Each with central gold two handled urns with red poppies under an arch supported on either side by columns with abundant poppies and leaves, the whole on a yellow (cafe-au-lait) ground.
The borders with ribbon-tied vine leaf poles and foliate spandrels. Finely woven in wool and silk. Manufacture Royale des Gobelins circa 1680.
Both tapestries are backed with linen. For a full condition report please contact us.
The Gobelins Factory was established by Louis XIV (1638–1715) in Paris in 1662 to supply furnishings for the French royal palaces. The quality and design of its high-warp textiles were among the finest in seventeenth- and eighteenth-century Europe. Tapestry production in France was encouraged by Louis XIV's finance minister, Jean-Baptiste Colbert (1619–83), who hoped to rival other European factories.
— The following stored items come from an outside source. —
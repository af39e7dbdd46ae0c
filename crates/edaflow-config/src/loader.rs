//! Manifest discovery
//!
//! Finds `edaflow.toml` by walking up from a directory and applies
//! environment overrides on top of it.

use crate::manifest::FlowManifest;
use crate::{ConfigError, ConfigResult};
use edaflow_build::FlowRequest;
use std::env;
use std::path::{Path, PathBuf};

/// File name searched for by [`ManifestLoader::load_from_directory`]
pub const MANIFEST_NAME: &str = "edaflow.toml";

/// Manifest loader
///
/// Applies, in increasing priority:
/// 1. The manifest file
/// 2. Environment variables (`EDAFLOW_*`)
#[derive(Debug, Default)]
pub struct ManifestLoader {
    /// Skip environment overrides
    ignore_env: bool,
}

/// A manifest together with where it was found
#[derive(Debug, Clone)]
pub struct LoadedManifest {
    pub manifest: FlowManifest,

    /// Path of the manifest file
    pub path: PathBuf,

    /// Directory containing the manifest; relative paths resolve against it
    pub root: PathBuf,
}

impl ManifestLoader {
    /// Create a new manifest loader
    pub fn new() -> Self {
        Self::default()
    }

    /// Do not consult `EDAFLOW_*` variables
    pub fn without_env(mut self) -> Self {
        self.ignore_env = true;
        self
    }

    /// Load the nearest manifest at or above the given directory
    pub fn load_from_directory(&self, start_dir: &Path) -> ConfigResult<LoadedManifest> {
        let path = Self::find_manifest(start_dir)
            .ok_or_else(|| ConfigError::NotFound(start_dir.join(MANIFEST_NAME)))?;
        self.load_from_file(&path)
    }

    /// Load a specific manifest file
    pub fn load_from_file(&self, path: &Path) -> ConfigResult<LoadedManifest> {
        let manifest = FlowManifest::load_from_file(path)?;
        let manifest = if self.ignore_env {
            manifest
        } else {
            self.apply_env_overrides(manifest)
        };

        let root = path
            .parent()
            .map(Path::to_path_buf)
            .unwrap_or_default();

        tracing::debug!(path = %path.display(), "loaded flow manifest");

        Ok(LoadedManifest {
            manifest,
            path: path.to_path_buf(),
            root,
        })
    }

    /// Walk up the directory tree looking for edaflow.toml
    fn find_manifest(start_dir: &Path) -> Option<PathBuf> {
        start_dir
            .ancestors()
            .map(|dir| dir.join(MANIFEST_NAME))
            .find(|candidate| candidate.is_file())
    }

    /// Apply environment variable overrides
    ///
    /// `EDAFLOW_BACKEND`, `EDAFLOW_ARCH` and `EDAFLOW_WORK_ROOT` replace the
    /// matching `[flow]` keys.
    fn apply_env_overrides(&self, mut manifest: FlowManifest) -> FlowManifest {
        if let Ok(backend) = env::var("EDAFLOW_BACKEND") {
            manifest.flow.backend = Some(backend);
        }

        if let Ok(arch) = env::var("EDAFLOW_ARCH") {
            manifest.flow.arch = Some(arch);
        }

        if let Ok(work_root) = env::var("EDAFLOW_WORK_ROOT") {
            manifest.flow.work_root = Some(PathBuf::from(work_root));
        }

        manifest
    }
}

impl LoadedManifest {
    /// Work root, resolved against the manifest directory
    pub fn work_root(&self) -> PathBuf {
        self.root.join(self.manifest.work_root())
    }

    /// Flow request for the loaded manifest
    pub fn request(&self) -> ConfigResult<FlowRequest> {
        self.manifest.to_request(&self.path)
    }
}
In 1662 he brought an existing manufactory, at Gobelins, under control of the Crown for the purpose of supplying royal furnishings and gifts. The factory closed briefly between 1694 and 1699 due to financial difficulties, but it flourished soon after, producing some of the most sophisticated European tapestries of the eighteenth century. Designs for Gobelins tapestries were provided by the leading artists of the day – including Charles Le Brun and Charles Coypel. The panels were woven at one of three workshops, each of which operated under a master workman.
HEIGHT : 298 cm (117¼")
WIDTH: 224 cm (88¼")
HEIGHT: 299 cm (117¾")
WIDTH: 220 cm (86½")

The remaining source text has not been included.